Cultivated food

Cell-based meat is facing a tougher road than startups are letting on

PROFESSOR  Paul Wood AO is an independent expert with decades of public and private sector experience in the biopharmaceutical and tissue engineering technologies now being adapted by startups in a multi-billion dollar global investment race to create commercial “meat” products cultivated from animal cells.


Addressing the Rural Press Club of Queensland in Brisbane yesterday, Professor Wood had a simple response to claims the technology is set to ‘kill off’ the traditional livestock production sector: “Don’t sell the farm”.

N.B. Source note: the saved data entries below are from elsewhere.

//! Delta evaluation for the spot-long / perp-short pair.
//!
//! Sign convention: positive `delta_usd` means net long spot exposure.
//! The ratio denominator is the larger of the two legs.

use rust_decimal::Decimal;
use serde::Serialize;
use tracing::debug;

use crate::utils::decimal::ratio_bps;

/// Derived delta for one cycle.
#[derive(Debug, Clone, Copy, PartialEq, Eq, Serialize)]
pub struct DeltaResult {
    /// Spot exposure minus perp exposure, USD
    pub delta_usd: Decimal,
    /// `|delta_usd|` relative to the larger leg, basis points
    pub delta_ratio_bps: u32,
    /// `delta_ratio_bps >= threshold`
    pub needs_rebalance: bool,
}

/// Evaluate the delta between both legs against `threshold_bps`.
///
/// Never fails. When both legs are zero the ratio is zero.
pub fn evaluate(spot_value_usd: Decimal, perp_value_usd: Decimal, threshold_bps: u32) -> DeltaResult {
    let delta_usd = spot_value_usd - perp_value_usd;
    let notional = spot_value_usd.max(perp_value_usd);
    let delta_ratio_bps = ratio_bps(delta_usd, notional);
    let needs_rebalance = delta_ratio_bps >= threshold_bps;

    debug!(
        spot = %spot_value_usd,
        perp = %perp_value_usd,
        %delta_usd,
        delta_ratio_bps,
        threshold_bps,
        needs_rebalance,
        "Evaluated delta"
    );

    DeltaResult {
        delta_usd,
        delta_ratio_bps,
        needs_rebalance,
    }
}
//! Metrics and alert emission.

mod sink;
mod types;

#[cfg(test)]
pub use sink::RecordingSink;
pub use sink::{CycleTracker, MetricPoint, MetricsSink, SinkSettings, TracingSink};
pub use types::{Alert, AlertKind, AlertSeverity};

Billions of dollars are being poured by investors into an estimated 150 cultivated meat startups around the world, betting they will soon be able to produce lab-grown protein alternatives at a commercially viable scale while also attracting customers in large numbers.

But as someone who knows a lot about the technology involved, Professor Wood doesn’t see that happening.

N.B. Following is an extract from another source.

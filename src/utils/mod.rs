//! Shared utilities.

pub mod decimal;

He told yesterday’s lunch that, based on his in-depth understanding of the processes involved, he was surprised when he began seeing  headlines a few years ago predicting that cell-based “meat” would bankrupt conventional beef and dairy cattle farming by 2030.

His immediate thought was “this just can’t be true”.

Or rather, he admitted, another ‘more Australian’ technical-term came to mind: “That sounds like bullsh*t”.

He emphasises that he is not opposed to alternative proteins and supports science that can improve future food security. He chairs an insect protein start-up and has previously sat on the board of Cellular Agriculture Australia.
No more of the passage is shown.